--- DATA FOR THIS EXERCISE ---

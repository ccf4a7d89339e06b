use std::path::PathBuf;
use thiserror::Error;

/// Every way a diffpipe operation can fail.
///
/// The first six variants are validation errors and are always raised before
/// the workflow engine or the review server is started.
#[derive(Debug, Error)]
pub enum PipelineError {
    #[error("input not found: {}", .0.display())]
    InputNotFound(PathBuf),

    #[error("sample group {0} is empty")]
    EmptyGroup(String),

    #[error("samples listed in both groups: {}", .0.join(", "))]
    OverlappingGroups(Vec<String>),

    #[error("cannot use '{}' as output directory: {reason}", path.display())]
    OutputPathError { path: PathBuf, reason: String },

    #[error("config file not found: {}", .0.display())]
    ConfigNotFound(PathBuf),

    #[error("failed to parse config file '{}': {reason}", path.display())]
    ConfigParseError { path: PathBuf, reason: String },

    #[error("project directories not found: {}", display_paths(.0))]
    ProjectDirNotFound(Vec<PathBuf>),

    #[error("workflow engine failed: {0}")]
    EngineFailure(String),

    #[error("review server failed: {0}")]
    ServerFailure(String),

    #[error("failed to serialize config: {0}")]
    Serialize(#[from] serde_yaml::Error),

    #[error("I/O error on '{}': {source}", path.display())]
    Io {
        path: PathBuf,
        source: std::io::Error,
    },
}

pub type Result<T> = std::result::Result<T, PipelineError>;

impl PipelineError {
    pub(crate) fn io(path: impl Into<PathBuf>, source: std::io::Error) -> Self {
        PipelineError::Io {
            path: path.into(),
            source,
        }
    }
}

fn display_paths(paths: &[PathBuf]) -> String {
    if paths.is_empty() {
        return "none given".to_string();
    }
    paths
        .iter()
        .map(|p| p.display().to_string())
        .collect::<Vec<_>>()
        .join(", ")
}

---

EXERCISE PROMPT> All entries are to be output exactly as they stand.

WRITTEN SOLUTION>
repository ccf4a7d89339e06b
use std::path::PathBuf;
use thiserror::Error;

/// Every way a diffpipe operation can fail.
///
/// The first six variants are validation errors and are always raised before
/// the workflow engine or the review server is started.
#[derive(Debug, Error)]
pub enum PipelineError {
    #[error("input not found: {}", .0.display())]
    InputNotFound(PathBuf),

    #[error("sample group {0} is empty")]
    EmptyGroup(String),

    #[error("samples listed in both groups: {}", .0.join(", "))]
    OverlappingGroups(Vec<String>),

    #[error("cannot use '{}' as output directory: {reason}", path.display())]
    OutputPathError { path: PathBuf, reason: String },

    #[error("config file not found: {}", .0.display())]
    ConfigNotFound(PathBuf),

    #[error("failed to parse config file '{}': {reason}", path.display())]
    ConfigParseError { path: PathBuf, reason: String },

    #[error("project directories not found: {}", display_paths(.0))]
    ProjectDirNotFound(Vec<PathBuf>),

    #[error("workflow engine failed: {0}")]
    EngineFailure(String),

    #[error("review server failed: {0}")]
    ServerFailure(String),

    #[error("failed to serialize config: {0}")]
    Serialize(#[from] serde_yaml::Error),

    #[error("I/O error on '{}': {source}", path.display())]
    Io {
        path: PathBuf,
        source: std::io::Error,
    },
}

pub type Result<T> = std::result::Result<T, PipelineError>;

impl PipelineError {
    pub(crate) fn io(path: impl Into<PathBuf>, source: std::io::Error) -> Self {
        PipelineError::Io {
            path: path.into(),
            source,
        }
    }
}

fn display_paths(paths: &[PathBuf]) -> String {
    if paths.is_empty() {
        return "none given".to_string();
    }
    paths
        .iter()
        .map(|p| p.display().to_string())
        .collect::<Vec<_>>()
        .join(", ")
}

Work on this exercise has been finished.